By June Shannon Stroke News   |   10th Apr 2018

A new European study which aims to extend the benefits of mechanical thrombectomy to a wider group of patients has recently been launched.

Tuesday, 10th April 2018

Thrombectomy is a treatment for certain types of stroke and involves the use of very small devices to break up and remove the clot from the brain. This procedure is carried out by highly skilled doctors in a hospital setting.

Recent thrombectomy trials have shown that if used in stroke patients with small brain lesions, the procedure significantly reduces the level of post-stroke disability by restoring blood flow and limiting brain damage.
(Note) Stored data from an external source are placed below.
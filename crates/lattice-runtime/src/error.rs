//! Error types for lattice-runtime.

use std::fmt;
use std::time::Duration;

use lattice_rule::RuleError;
use lattice_topology::TopologyError;
use thiserror::Error;

/// Result type for lattice-runtime operations.
pub type Result<T> = std::result::Result<T, Error>;

/// Identifies one of the concurrent participants of a run.
#[derive(Debug, Clone, Copy, PartialEq, Eq, Hash)]
pub enum ActorId {
    Cell(usize),
    Relay(usize),
    Scheduler,
}

impl fmt::Display for ActorId {
    fn fmt(&self, f: &mut fmt::Formatter<'_>) -> fmt::Result {
        match self {
            Self::Cell(position) => write!(f, "cell {position}"),
            Self::Relay(position) => write!(f, "relay {position}"),
            Self::Scheduler => f.write_str("scheduler"),
        }
    }
}

/// Errors that can occur while configuring or running a lattice.
#[derive(Debug, Error)]
pub enum Error {
    /// A configuration value is out of range or malformed.
    #[error("invalid configuration: {0}")]
    InvalidConfig(String),

    /// Rule, state or seed validation failed.
    #[error(transparent)]
    Rule(#[from] RuleError),

    /// Lattice wiring could not be built.
    #[error(transparent)]
    Topology(#[from] TopologyError),

    /// The barrier waited longer than the stall timeout for an output.
    #[error("lattice stalled in generation {generation}: no output from positions {missing:?} within {timeout:?}")]
    Stalled {
        generation: u64,
        missing: Vec<usize>,
        timeout: Duration,
    },

    /// The run was cancelled before reaching the generation limit.
    #[error("run cancelled")]
    Cancelled,

    /// A channel to another participant closed while it was still needed.
    #[error("{actor} disconnected during generation {generation}")]
    Disconnected { actor: ActorId, generation: u64 },

    /// A position reported twice in one generation.
    #[error("position {position} reported twice in generation {generation}")]
    DuplicateOutput { position: usize, generation: u64 },

    /// An output from a position the lattice does not have.
    #[error("output from unknown position {position} (lattice size {size})")]
    UnknownPosition { position: usize, size: usize },

    /// A participant is working on a different generation than expected.
    #[error("{actor} is at generation {actual} but generation {expected} was expected")]
    OutOfStep {
        actor: ActorId,
        expected: u64,
        actual: u64,
    },

    /// A relay delivered a value from the wrong generation.
    #[error("cell {reader} read generation {actual} from relay {relay} while computing generation {expected}")]
    StaleRead {
        reader: usize,
        relay: usize,
        expected: u64,
        actual: u64,
    },

    /// An actor task panicked or was aborted.
    #[error("actor task failed: {0}")]
    Join(#[from] tokio::task::JoinError),
}

impl Error {
    /// True for the error the scheduler reports when an actor failure or an
    /// external request cut the run short.
    pub fn is_cancelled(&self) -> bool {
        matches!(self, Self::Cancelled)
    }
}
The new study, part of the EU funded TENSION project, will examine the effects of mechanical clot retrieval in a larger group of patients in whom the benefit of thrombectomy is uncertain.
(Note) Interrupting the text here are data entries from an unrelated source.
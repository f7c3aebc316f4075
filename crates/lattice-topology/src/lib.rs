//! Lattice Topology
//!
//! Who reads whom on a one-dimensional, radius-1 lattice.
//!
//! # Windows
//!
//! Every position reads a window of three taps. An interior position reads
//! its left neighbor, itself and its right neighbor:
//!
//! ```text
//!            bit 2   bit 1   bit 0
//! p      ->  p-1     p       p+1
//! 0      ->  0       1       zero
//! N-1    ->  N-2     N-1     zero
//! ```
//!
//! A tap either reads the relay of another position or is a constant zero.
//! Reads always come first, so a missing neighbor is one extra left shift
//! after the last read.
//! Boundary handling lives entirely in how windows are built, so actors never
//! branch on their position.
//!
//! # Boundary Policies
//!
//! - [`BoundaryPolicy::ZeroPadded`]: positions 0 and N-1 have one true
//!   neighbor; the missing one contributes a trailing 0 bit.
//! - [`BoundaryPolicy::Ring`]: the lattice wraps around.
//!
//! # Reader Counts
//!
//! Adjacency is mutual, so the number of read slots fed by a relay equals
//! the number of relay reads in its owner's window: 3 for interior
//! positions, 2 for zero-padded boundaries.

mod adjacency;
mod boundary;
mod error;
mod window;

pub use adjacency::{Adjacency, Subscription};
pub use boundary::BoundaryPolicy;
pub use error::TopologyError;
pub use window::{Slot, Tap, Window};

/// Taps per window (radius 1: left, self, right).
pub const WINDOW_TAPS: usize = 3;

/// Relay reads per generation for an interior position.
pub const INTERIOR_READERS: usize = 3;

/// Relay reads per generation for a zero-padded boundary position.
pub const BOUNDARY_READERS: usize = 2;

const _: () = assert!(INTERIOR_READERS == WINDOW_TAPS);
const _: () = assert!(BOUNDARY_READERS + 1 == INTERIOR_READERS);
TENSION will study if it is safe and effective to do thrombectomy in patients with so-called ‘extended lesions’, that is, larger areas of damaged brain when compared to the previous studies.

Patients will also be able to enrol in the trial up to 12 hours after their symptoms first showed. This will extend the treatment to a larger group of patients: including, those who had a stroke during the night- and are more likely to be delayed in getting to hospital.

 

TENSION addresses a major health problem and will provide evidence for an effective therapeutic intervention for patients with severe stroke.

Professor Götz Thomalla

TENSION will include the patient perspective on the evaluation of the outcome of the trial and its treatment effects. Importantly, the trial will also provide evidence for the socio-economic benefits of increasing the use of mechanical thrombectomy.

The trial will enrol up to 714 patients in eight European countries and the project will run for five years from February 2018. TENSION is co-ordinated by Professor Götz Thomalla of the Universitätsklinikum Hamburg-Eppendorf in Hamburg and Professor Martin Bendszus of the Universitätsklinikum Heidelberg and has received funding from the EU Horizon 2020 programme.

Professor Thomalla said, “TENSION addresses a major health problem and will provide evidence for an effective therapeutic intervention for patients with severe stroke. This means we will get better individual patient outcomes and avoid stroke-related disability in a large number of patients. At the societal level, the new treatment will help in reducing stroke-related costs.”